Keinginan Paman Bungsu untuk belajar bela diri di Kuil Shaolin membuat Kakek Liu Lang naik darah. Dengan marah, ia mengambil pengait api dan “mendidik” anaknya itu dengan keras hingga berteriak-teriak kesakitan. Kali ini, para kakak pun tak membelanya; setelah beberapa pukulan, ia langsung menyerah dan tidak lagi berani bermimpi ke Kuil Shaolin.

Liu Lang merasa kejadian itu sungguh lucu sekaligus kagum pada dampak besar film ini terhadap masyarakat—sampai bisa mengubah cara pandang orang.

Angan-angan Paman Bungsu patah begitu saja di bawah kemarahan ayahnya. Entah ini baik atau buruk. Dalam kehidupan sebelumnya, Paman Bungsu akhirnya bekerja di pabrik pegas, dan setelah pabriknya bangkrut, ia pun menganggur. Ia kemudian belajar sendiri menjadi tukang listrik, dan dua puluh tahun berikutnya, ketika industri properti tengah berkembang pesat, ia pun mendapat cukup banyak uang—meski hanya sekadar hasil kerja keras. Entah saat ia berjuang mencari nafkah, pernahkah ia teringat masa-masa ingin belajar bela diri dulu? Jika ia sungguh pergi ke Kuil Shaolin, akankah nasibnya berubah?

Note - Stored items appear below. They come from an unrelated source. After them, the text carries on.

use crate::config::SimulationConfig;
use crate::ids::ResourceId;
use crate::world::resource::NodeKind;
use crate::world::World;
use tracing::debug;

/// Initial world population and periodic respawn of resource nodes
#[derive(Clone, Debug, Default)]
pub struct ResourceSpawner {
    elapsed_ms: f64,
}

impl ResourceSpawner {
    pub fn new() -> Self {
        Self::default()
    }

    /// Place the configured initial nodes of every kind
    pub fn populate(world: &mut World, config: &SimulationConfig, rng: &mut fastrand::Rng) -> Vec<ResourceId> {
        let mut placed = Vec::new();
        for kind in NodeKind::ALL {
            for _ in 0..config.resources.node(kind).initial {
                let p = world.bounds().random_point(config.world.spawn_margin, rng);
                placed.push(world.add_resource(kind, p, &config.resources));
            }
        }
        debug!(count = placed.len(), "world populated");
        placed
    }

    /// Advance the respawn timer; on each interval, top up every kind that is
    /// below its maximum. Scarcer kinds roll a higher spawn chance.
    pub fn tick(
        &mut self,
        dt_ms: f64,
        world: &mut World,
        config: &SimulationConfig,
        rng: &mut fastrand::Rng,
    ) -> Vec<ResourceId> {
        self.elapsed_ms += dt_ms;
        if self.elapsed_ms < config.spawner.interval_ms {
            return Vec::new();
        }
        self.elapsed_ms -= config.spawner.interval_ms;

        let mut placed = Vec::new();
        for kind in NodeKind::ALL {
            let node_cfg = config.resources.node(kind);
            if node_cfg.max == 0 {
                continue;
            }
            let present = world.count(kind);
            let needed = node_cfg.max.saturating_sub(present);
            let fraction = present as f64 / node_cfg.max as f64;
            let chance = if fraction < node_cfg.low_fraction {
                node_cfg.chance_when_low
            } else {
                node_cfg.chance_otherwise
            };

            for _ in 0..needed.min(node_cfg.batch) {
                if rng.f64() < chance {
                    let p = world.open_position(
                        config.world.spawn_margin,
                        config.spawner.min_spacing,
                        config.spawner.placement_attempts,
                        rng,
                    );
                    let id = world.add_resource(kind, p, &config.resources);
                    debug!(%id, kind = kind.as_str(), "resource spawned");
                    placed.push(id);
                }
            }
        }
        placed
    }
}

Liu Lang sendiri tak tahu. Tapi yang pasti, banyak sekali anak muda di seluruh negeri yang punya keinginan serupa setelah menonton film itu. Tak terhitung jumlahnya yang berbondong-bondong menuju Kuil Shaolin. Dampaknya, biara kuno yang sudah nyaris hancur itu kembali ramai.

Saat itu, Kuil Shaolin sudah porak-poranda akibat sepuluh tahun masa kekacauan, tinggal beberapa biksu tua yang bertahan. Kini, ribuan remaja dari seluruh negeri berdatangan. Biara yang telah berdiri ribuan tahun itu pun kembali hidup. Dalam sepuluh tahun ke depan, kungfu Shaolin mulai mendunia. Dua puluh tahun kemudian, Kuil Shaolin bahkan akan melantai di bursa saham dan menjadi raksasa bisnis—sesuatu yang tak pernah dibayangkan siapa pun.

Tayangnya film “Kuil Shaolin” memicu demam kungfu di seluruh negeri. Demam itu bukan hanya membuat banyak remaja pergi ke Kuil Shaolin, tapi juga membuat masyarakat yang sudah agak gelisah menjadi semakin kacau.